Existe uma idéia bem aceita de que a subluxação do quadril é causada por um desequilíbio entre os músculos flexor/ extensor e abdutor/adutor(9). A musculatura flexora e os adutores são inervados pelas raízes nervosas de L1 e L2. As radículas do nível L1 não são seccionadas na RSP. Este fato poderia explicar o aumento da contratura de flexão e a diminuição da abdução apresentadas, o que leva à subluxação progressiva do quadril. Por que somente quatro dos 146 pacientes operados desenvolveram este problema não temos claro nesta data. Sabe-se da existência de uma variação de padrões de inervação nas extremidades inferiores (27,9%) e também uma assimetria de inervação das extremidades inferiores (29,8%). Este fato tornaria os pacientes diferentes em suas respostas pós-operatórias. Outro fator a ser lembrado é de que os achados eletromiográficos intra-operatórios podem não ser os melhores parâmetros para decidir quais as raízes a serem seccionadas, uma vez que respostas "anormais" podem ser encontradas também em pacientes não-espásticos(3).

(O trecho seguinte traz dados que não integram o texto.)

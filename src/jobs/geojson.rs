//! Overpass JSON to GeoJSON conversion.
//!
//! Nodes become `Point` features. Ways fetched with `out geom` carry
//! their own coordinates and become `LineString` features, or `Polygon`
//! features when closed and tagged as an area. Elements without usable
//! coordinates are dropped. Feature properties hold the element `type`,
//! `id`, nested `tags`, any metadata emitted by `out meta`, and `nodes`
//! for ways.

use serde_json::{json, Map, Value};

const META_KEYS: &[&str] = &["version", "timestamp", "changeset", "user", "uid"];

/// `power=*` values that describe an enclosed area when the way is closed.
const AREA_POWER_VALUES: &[&str] = &[
    "substation",
    "switchgear",
    "plant",
    "generator",
    "converter",
    "compensator",
];

/// Convert an Overpass `{"elements": [...]}` payload into a FeatureCollection.
#[must_use]
pub fn osm_to_geojson(osm: &Value) -> Value {
    let features: Vec<Value> = osm
        .get("elements")
        .and_then(Value::as_array)
        .map(|elements| elements.iter().filter_map(element_to_feature).collect())
        .unwrap_or_default();

    json!({"type": "FeatureCollection", "features": features})
}

fn element_to_feature(element: &Value) -> Option<Value> {
    let geometry = match element.get("type")?.as_str()? {
        "node" => node_geometry(element)?,
        "way" => way_geometry(element)?,
        _ => return None,
    };

    let mut properties = Map::new();
    for key in ["type", "id", "tags"] {
        if let Some(v) = element.get(key) {
            properties.insert(key.to_string(), v.clone());
        }
    }
    for key in META_KEYS {
        if let Some(v) = element.get(*key) {
            properties.insert((*key).to_string(), v.clone());
        }
    }
    if let Some(nodes) = element.get("nodes") {
        properties.insert("nodes".to_string(), nodes.clone());
    }

    Some(json!({
        "type": "Feature",
        "properties": properties,
        "geometry": geometry,
    }))
}

fn lon_lat(point: &Value) -> Option<[f64; 2]> {
    Some([point.get("lon")?.as_f64()?, point.get("lat")?.as_f64()?])
}

fn node_geometry(element: &Value) -> Option<Value> {
    let [lon, lat] = lon_lat(element)?;
    Some(json!({"type": "Point", "coordinates": [lon, lat]}))
}

fn way_geometry(element: &Value) -> Option<Value> {
    let coords: Vec<[f64; 2]> = element
        .get("geometry")?
        .as_array()?
        .iter()
        .filter_map(lon_lat)
        .collect();
    if coords.len() < 2 {
        return None;
    }

    let closed = coords.len() >= 4 && coords.first() == coords.last();
    if closed && is_area(element.get("tags")) {
        Some(json!({"type": "Polygon", "coordinates": [coords]}))
    } else {
        Some(json!({"type": "LineString", "coordinates": coords}))
    }
}

fn is_area(tags: Option<&Value>) -> bool {
    let Some(tags) = tags.and_then(Value::as_object) else {
        return false;
    };
    match tags.get("area").and_then(Value::as_str) {
        Some("no") => return false,
        Some("yes") => return true,
        _ => {}
    }
    if tags.contains_key("building") {
        return true;
    }
    tags.get("power")
        .and_then(Value::as_str)
        .is_some_and(|v| AREA_POWER_VALUES.contains(&v))
}

/// Drop internal OSM references (`nodes`, `type`) from feature properties.
#[must_use]
pub fn strip_way_properties(collection: Value) -> Value {
    let features: Vec<Value> = collection
        .get("features")
        .and_then(Value::as_array)
        .map(|features| {
            features
                .iter()
                .map(|feature| {
                    let mut props = feature
                        .get("properties")
                        .and_then(Value::as_object)
                        .cloned()
                        .unwrap_or_default();
                    props.remove("nodes");
                    props.remove("type");
                    json!({
                        "type": "Feature",
                        "properties": props,
                        "geometry": feature.get("geometry").cloned().unwrap_or(Value::Null),
                    })
                })
                .collect()
        })
        .unwrap_or_default();

    json!({"type": "FeatureCollection", "features": features})
}

#[must_use]
pub fn feature_count(collection: &Value) -> usize {
    collection
        .get("features")
        .and_then(Value::as_array)
        .map_or(0, Vec::len)
}

#[cfg(test)]
mod tests {
    use super::*;

    #[test]
    fn node_becomes_point_with_meta() {
        let osm = json!({"elements": [{
            "type": "node", "id": 42, "lat": 48.85, "lon": 2.35,
            "version": 3, "user": "mapper",
            "tags": {"power": "transformer"}
        }]});
        let fc = osm_to_geojson(&osm);
        assert_eq!(feature_count(&fc), 1);
        let feature = &fc["features"][0];
        assert_eq!(feature["geometry"]["type"], "Point");
        assert_eq!(feature["geometry"]["coordinates"], json!([2.35, 48.85]));
        assert_eq!(feature["properties"]["id"], 42);
        assert_eq!(feature["properties"]["type"], "node");
        assert_eq!(feature["properties"]["version"], 3);
        assert_eq!(feature["properties"]["tags"]["power"], "transformer");
    }

    #[test]
    fn open_way_becomes_linestring() {
        let osm = json!({"elements": [{
            "type": "way", "id": 7, "nodes": [1, 2],
            "tags": {"power": "line"},
            "geometry": [{"lat": 0.0, "lon": 0.0}, {"lat": 1.0, "lon": 1.0}]
        }]});
        let fc = osm_to_geojson(&osm);
        assert_eq!(fc["features"][0]["geometry"]["type"], "LineString");
        assert_eq!(fc["features"][0]["properties"]["nodes"], json!([1, 2]));
    }

    #[test]
    fn closed_substation_becomes_polygon() {
        let ring = json!([
            {"lat": 0.0, "lon": 0.0}, {"lat": 0.0, "lon": 1.0},
            {"lat": 1.0, "lon": 1.0}, {"lat": 0.0, "lon": 0.0}
        ]);
        let osm = json!({"elements": [{
            "type": "way", "id": 9, "tags": {"power": "substation"}, "geometry": ring
        }]});
        let fc = osm_to_geojson(&osm);
        assert_eq!(fc["features"][0]["geometry"]["type"], "Polygon");
        assert_eq!(
            fc["features"][0]["geometry"]["coordinates"][0]
                .as_array()
                .unwrap()
                .len(),
            4
        );
    }

    #[test]
    fn closed_line_stays_linestring() {
        let ring = json!([
            {"lat": 0.0, "lon": 0.0}, {"lat": 0.0, "lon": 1.0},
            {"lat": 1.0, "lon": 1.0}, {"lat": 0.0, "lon": 0.0}
        ]);
        let osm = json!({"elements": [{
            "type": "way", "id": 9, "tags": {"power": "line"}, "geometry": ring
        }]});
        assert_eq!(
            osm_to_geojson(&osm)["features"][0]["geometry"]["type"],
            "LineString"
        );
    }

    #[test]
    fn elements_without_coordinates_are_dropped() {
        let osm = json!({"elements": [
            {"type": "node", "id": 1},
            {"type": "way", "id": 2, "geometry": [{"lat": 0.0, "lon": 0.0}]},
            {"type": "relation", "id": 3}
        ]});
        assert_eq!(feature_count(&osm_to_geojson(&osm)), 0);
    }

    #[test]
    fn strip_removes_internal_references() {
        let osm = json!({"elements": [{
            "type": "way", "id": 7, "nodes": [1, 2],
            "tags": {"power": "cable"},
            "geometry": [{"lat": 0.0, "lon": 0.0}, {"lat": 1.0, "lon": 1.0}]
        }]});
        let fc = strip_way_properties(osm_to_geojson(&osm));
        let props = &fc["features"][0]["properties"];
        assert!(props.get("nodes").is_none());
        assert!(props.get("type").is_none());
        assert_eq!(props["id"], 7);
        assert_eq!(fc["features"][0]["geometry"]["type"], "LineString");
    }
}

O desequilíbrio das forças musculares que atuam na articulação do quadril pode ainda ser correlacionado à fraqueza muscular que estes pacientes experimental após a RSP. Tem sido documentado que a perda da força muscular ainda estava presente em algum grau em 46 de 55 pacientes após seis anos do procedimento, principalmente nos extensores e abdutores do quadril(13). A perda de força poderia ser relativa, isto é, ter estado presente desde antes da cirurgia, mas apenas mascarada pela espasticidade(11). A documentação da existência da perda de força muscular poderia ser realizada através de um teste muscular efetuado nos períodos pré e pós-operatórios.

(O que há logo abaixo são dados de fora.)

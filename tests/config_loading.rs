//! Integration tests for job file loading across all file formats.

use infraharvest::cli::ConfigFormat;
use infraharvest::cmd::init::template;
use infraharvest::config::model::{Config, Job};
use infraharvest::config::sources::parse_config_str;
use infraharvest::config::validation::validate;

#[test]
fn yaml_template_loads_and_validates() {
    let config = parse_config_str("yaml", template(&ConfigFormat::Yaml), "infraharvest.yaml")
        .unwrap();
    validate(&config).unwrap();
    assert_eq!(config.job_names(), vec!["osm-power", "peeringdb", "submarine-cables"]);
    assert_eq!(config.jobs[0].unit_count(), 15);
    assert_eq!(config.jobs[1].unit_count(), 9);
}

#[test]
fn yaml_template_keeps_endpoint_order() {
    let config = parse_config_str("yaml", template(&ConfigFormat::Yaml), "infraharvest.yaml")
        .unwrap();
    let Job::Overpass(ref osm) = config.jobs[0] else {
        panic!("first job should be overpass");
    };
    assert_eq!(osm.endpoints[0], "https://overpass.private.coffee/api/interpreter");
    assert_eq!(osm.endpoints[3], "https://overpass.osm.jp/api/interpreter");
    assert_eq!(osm.max_retries, Some(2));
}

#[cfg(feature = "json")]
#[test]
fn json_template_loads_and_validates() {
    let config =
        parse_config_str("json", template(&ConfigFormat::Json), "infraharvest.json").unwrap();
    validate(&config).unwrap();
    assert_eq!(config.jobs.len(), 3);
}

#[cfg(feature = "toml")]
#[test]
fn toml_template_loads_and_validates() {
    let config =
        parse_config_str("toml", template(&ConfigFormat::Toml), "infraharvest.toml").unwrap();
    validate(&config).unwrap();
    assert_eq!(config.jobs.len(), 3);
}

#[cfg(all(feature = "json", feature = "toml"))]
#[test]
fn all_formats_produce_equivalent_configs() {
    let yaml = parse_config_str("yaml", template(&ConfigFormat::Yaml), "yaml").unwrap();
    let json = parse_config_str("json", template(&ConfigFormat::Json), "json").unwrap();
    let toml = parse_config_str("toml", template(&ConfigFormat::Toml), "toml").unwrap();

    assert_eq!(yaml.job_names(), json.job_names());
    assert_eq!(yaml.job_names(), toml.job_names());
    assert_eq!(yaml.total_endpoints(), json.total_endpoints());
    assert_eq!(yaml.total_endpoints(), toml.total_endpoints());
    assert_eq!(yaml.defaults, json.defaults);
    assert_eq!(yaml.defaults, toml.defaults);
}

#[test]
fn unsupported_format_returns_error() {
    let result = parse_config_str("xml", "{}", "jobs.xml");
    assert!(result.is_err());
}

#[test]
fn unknown_fields_are_rejected() {
    let content = r#"{"jobs": [], "retries": 3}"#;
    assert!(serde_json::from_str::<Config>(content).is_err());
}

#[test]
fn invalid_config_fails_validation() {
    let empty = r#"{"jobs": []}"#;
    let config: Config = serde_json::from_str(empty).unwrap();
    assert!(validate(&config).is_err());
}

#[test]
fn detail_path_without_placeholder_is_reported() {
    let content = r#"{
        "jobs": [{
            "kind": "cables",
            "name": "cables",
            "endpoints": ["https://cables.example/api/v3"],
            "base_path": "cable/cable-geo.json",
            "detail_path": "cable",
            "detail_keys": ["length"],
            "output": "out.json"
        }]
    }"#;
    let config: Config = serde_json::from_str(content).unwrap();
    let errors = validate(&config).unwrap_err();
    assert!(errors.iter().any(|e| e.field == "detail_path"));
}
//! YAML job source backed by [`FileSource`].

use std::path::PathBuf;

use super::file_source::FileSource;
use crate::config::model::Config;

#[must_use]
pub fn new(path: PathBuf) -> FileSource {
    FileSource::new(path, "yaml", |content| {
        serde_yml::from_str::<Config>(content)
            .map_err(|e| Box::new(e) as Box<dyn std::error::Error + Send + Sync>)
    })
}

Em nosso conhecimento, existe somente um trabalho na literatura inglesa abordando a luxação do quadril após a RSP(7). Neste estudo, Greeve & col. apresentam casos de rápida subluxação de sete quadris em seis pacientes no primeiro ano após a RSP. Todos os pacientes eram não-deambula-dores, quadriplégicos espásticos. A ausência de deambulação pode ser apontada como fator que aumenta a possibilidade de luxação do quadril nestes casos (como em nosso caso 3). A presença de displasia acetabular também pode ser apontada como fator predisponente à progressão da subluxação. Em nossa série, dois pacientes tinham algum grau de displasia acetabular (casos 2 e 3).
Dentre as complicações descritas após a RSP, as deformidades da coluna vertebral têm sido as mais lembradas. Estudos recentes com até sete anos de seguimento pós-operató-rio, entretanto, mostram que estas deformidades podem ser restritas à espondilílise(15). Outras complicações conhecidas, como perda sensitiva dos membros inferiores e problemas de controle esfincteriano, parecem ser transitórias. A luxação progressiva do quadril, embora não citada em estudos com longo seguimento(2), tem graves conseqüências na função global da criança com paralisia cerebral. Não podemos determinar a incidência da luxação do quadril após a RSP a partir deste estudo. Aconselhamos, entretanto, cuidadoso acompanhamento pós-operatório de todos os pacientes submetidos a este procedimento.